You won’t be expected to move fast on a paddleboard unless you’re racing. Average speeds on a casual ride are between 3.5 and 4.5 mph. It’s comparable to jogging speed to give you a general idea of how fast that is.

That doesn’t mean you’ll be stuck at 5 mph forever. With improved skills will come faster speeds. Many racers can achieve up to 7 mph with records beating that average speed.

How Fast Can a Kayak Travel?

Different designs affect the speed of a kayak. However, for a basic recreational kayak measuring 12 feet long and 30 inches wide, most kayakers will maintain an average speed of 2 to 5 mph.

Which Is Easier to Paddle?

Generally speaking, it is easier to paddle a kayak. They move faster than paddleboards, perform better in whitewater and open seas, and are usually easier to maneuver.

Is a Longer Paddleboard Faster than a Shorter One?

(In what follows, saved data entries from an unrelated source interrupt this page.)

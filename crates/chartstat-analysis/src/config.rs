use chartstat_stats::{
    StatsError,
    five_number::DEFAULT_WHISKER_FACTOR,
    kde::{self, DensityCurve},
};
use serde::{Deserialize, Serialize};

/// Smoothing kernel for density curves.
#[derive(Debug, Default, Clone, Copy, PartialEq, Eq, Serialize, Deserialize)]
#[serde(rename_all = "snake_case")]
pub enum KernelKind {
    #[default]
    Epanechnikov,
    Gaussian,
}

/// Tunables shared by every chart summary.
///
/// Missing fields in a config file fall back to [`ReportConfig::default`].
#[derive(Debug, Clone, PartialEq, Serialize, Deserialize)]
#[serde(default, deny_unknown_fields)]
pub struct ReportConfig {
    /// Bandwidth of the density kernel, in data units.
    pub kde_bandwidth: f64,
    pub kernel: KernelKind,
    /// Approximate number of density evaluation points.
    pub violin_ticks: usize,
    /// Approximate number of histogram thresholds.
    pub histogram_ticks: usize,
    /// IQR multiplier for box-plot fences.
    pub whisker_factor: f64,
    /// Reject zero-variance regression and correlation input instead of
    /// substituting conventional values.
    pub strict: bool,
    /// Scatter points need `humidity < humidity_ceiling`.
    pub humidity_ceiling: f64,
    /// Scatter points need `rainfall >= min_rainfall`.
    pub min_rainfall: f64,
}

impl Default for ReportConfig {
    fn default() -> Self {
        Self {
            kde_bandwidth: 7.0,
            kernel: KernelKind::Epanechnikov,
            violin_ticks: 30,
            histogram_ticks: 10,
            whisker_factor: DEFAULT_WHISKER_FACTOR,
            strict: false,
            humidity_ceiling: 100.0,
            min_rainfall: 0.0,
        }
    }
}

#[derive(Debug, Clone, PartialEq, derive_more::Display, derive_more::Error)]
pub enum ConfigError {
    #[display("kde_bandwidth must be a positive finite number, got {value}")]
    InvalidBandwidth { value: f64 },
    #[display("whisker_factor must be a non-negative finite number, got {value}")]
    InvalidWhiskerFactor { value: f64 },
    #[display("{field} must be at least 1")]
    ZeroTicks { field: &'static str },
}

impl ReportConfig {
    pub fn validate(&self) -> Result<(), ConfigError> {
        if !(self.kde_bandwidth.is_finite() && self.kde_bandwidth > 0.0) {
            return Err(ConfigError::InvalidBandwidth {
                value: self.kde_bandwidth,
            });
        }
        if !(self.whisker_factor.is_finite() && self.whisker_factor >= 0.0) {
            return Err(ConfigError::InvalidWhiskerFactor {
                value: self.whisker_factor,
            });
        }
        if self.violin_ticks == 0 {
            return Err(ConfigError::ZeroTicks {
                field: "violin_ticks",
            });
        }
        if self.histogram_ticks == 0 {
            return Err(ConfigError::ZeroTicks {
                field: "histogram_ticks",
            });
        }
        Ok(())
    }

    /// Density of `values` at `eval_points` with the configured kernel.
    pub(crate) fn density(
        &self,
        values: &[f64],
        eval_points: &[f64],
    ) -> Result<DensityCurve, StatsError> {
        let h = self.kde_bandwidth;
        match self.kernel {
            KernelKind::Epanechnikov => kde::kde(values, kde::epanechnikov(h), eval_points),
            KernelKind::Gaussian => kde::kde(values, kde::gaussian(h), eval_points),
        }
    }
}

#[cfg(test)]
mod tests {
    use super::*;

    #[test]
    fn test_default_is_valid() {
        assert_eq!(ReportConfig::default().validate(), Ok(()));
    }

    #[test]
    fn test_partial_config_file() {
        let config: ReportConfig =
            serde_json::from_str(r#"{ "kde_bandwidth": 12.5, "kernel": "gaussian" }"#).unwrap();
        assert_eq!(config.kde_bandwidth, 12.5);
        assert_eq!(config.kernel, KernelKind::Gaussian);
        assert_eq!(config.violin_ticks, 30);
    }

    #[test]
    fn test_unknown_field_rejected() {
        assert!(serde_json::from_str::<ReportConfig>(r#"{ "bandwith": 1 }"#).is_err());
    }

    #[test]
    fn test_invalid_values() {
        let config = ReportConfig {
            kde_bandwidth: 0.0,
            ..ReportConfig::default()
        };
        assert!(matches!(
            config.validate(),
            Err(ConfigError::InvalidBandwidth { .. })
        ));

        let config = ReportConfig {
            histogram_ticks: 0,
            ..ReportConfig::default()
        };
        assert_eq!(
            config.validate(),
            Err(ConfigError::ZeroTicks {
                field: "histogram_ticks"
            })
        );
    }
}
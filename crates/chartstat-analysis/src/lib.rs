//! Chart summaries for the churn and weather tables
//!
//! This crate knows the two source tables and which charts are drawn from
//! each. It turns typed records into plain serializable summary values that a
//! renderer can draw without computing anything itself.
//!
//! # Overview
//!
//! 1. **Load Records** ([`record::ChurnRecord`], [`record::WeatherRecord`]): rows
//!    deserialized under the source column names
//! 2. **Configure** ([`config::ReportConfig`]): kernel bandwidth, tick counts,
//!    box-plot whiskers, scatter filters and strictness
//! 3. **Build Reports** ([`churn::ChurnReport`], [`weather::WeatherReport`]): one
//!    summary per chart
//!
//! Each chart is built independently. A chart whose aggregation fails is left
//! empty and listed with the reason in the report's `skipped` field; the other
//! charts are unaffected.
//!
//! # Examples
//!
//! ```
//! use chartstat_analysis::{
//!     config::ReportConfig,
//!     record::WeatherRecord,
//!     weather::WeatherReport,
//! };
//!
//! let records: Vec<WeatherRecord> = serde_json::from_str(r#"[
//!     { "Date": "2009-01-01", "Location": "Cobar", "MinTemp": 17.9, "MaxTemp": 35.2,
//!       "Rainfall": 0.0, "Humidity3pm": 13, "WindGustDir": "SSW" },
//!     { "Date": "2009-06-11", "Location": "Albury", "MinTemp": -2.1, "MaxTemp": 11.0,
//!       "Rainfall": 16.2, "Humidity3pm": 64, "WindGustDir": "W" }
//! ]"#).unwrap();
//!
//! let report = WeatherReport::build(&records, &ReportConfig::default());
//! let kpi = report.kpi.unwrap();
//! assert_eq!(kpi.max_temperature, 35.2);
//! assert_eq!(kpi.wettest_location.location, "Albury");
//! ```

pub mod chart;
pub mod churn;
pub mod config;
pub mod record;
pub mod weather;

The length of your paddleboard will make a massive difference in determining how it handles. Generally speaking, longer boards will move faster than shorter boards; however, shorter boards can be maneuvered better. These are things to keep in mind:

  • Shortboards are ideal for surfing and kids.
  • Medium boards are perfect for all-around use, including paddleboard yoga.
  • Longboards are suitable for paddling fast and touring long distances.

What Influences Speed?

Several factors influence the speed and whether you use a kayak or a paddleboard.

Environmental Conditions

Choppy waters will slow you down. Moving in tranquil waters will allow you to move more quickly in whatever direction you want to move in.

The same thing goes for the wind. If you are moving with the wind, you may move more quickly, but you slow down when you try to move against it.

User Skill

The more skill you have at paddling, the more speed you will likely have. You will need to know the right kind of posture and paddling techniques, whether you are using a kayak or a paddleboard.


If you’re a new rider, you’ll be slow as you figure things out. As you gain experience, you’ll add speed. Don’t worry if you’re the slowest one on the water when you first start; everyone has to start somewhere.

Craft Design

The design of your kayak or paddleboard will also affect how fast you move. As discussed above, longer paddle boards will move faster than shorter ones. Kayaks with slimmer, narrower designs will also move faster.


Enjoying the water in your kayak or paddleboard can be a great way to experience nature. With the breeze in your hair and the sun on your face, it’s one of the best experiences. It’s also a fantastic way to get a workout without being stuck in a gym.

If you want the fastest option, chances are you want a kayak. For straight-line paddling often beats out a paddleboard. With its excellent stability and ease of staying upright, the kayak has fantastic features that boost its forward speed.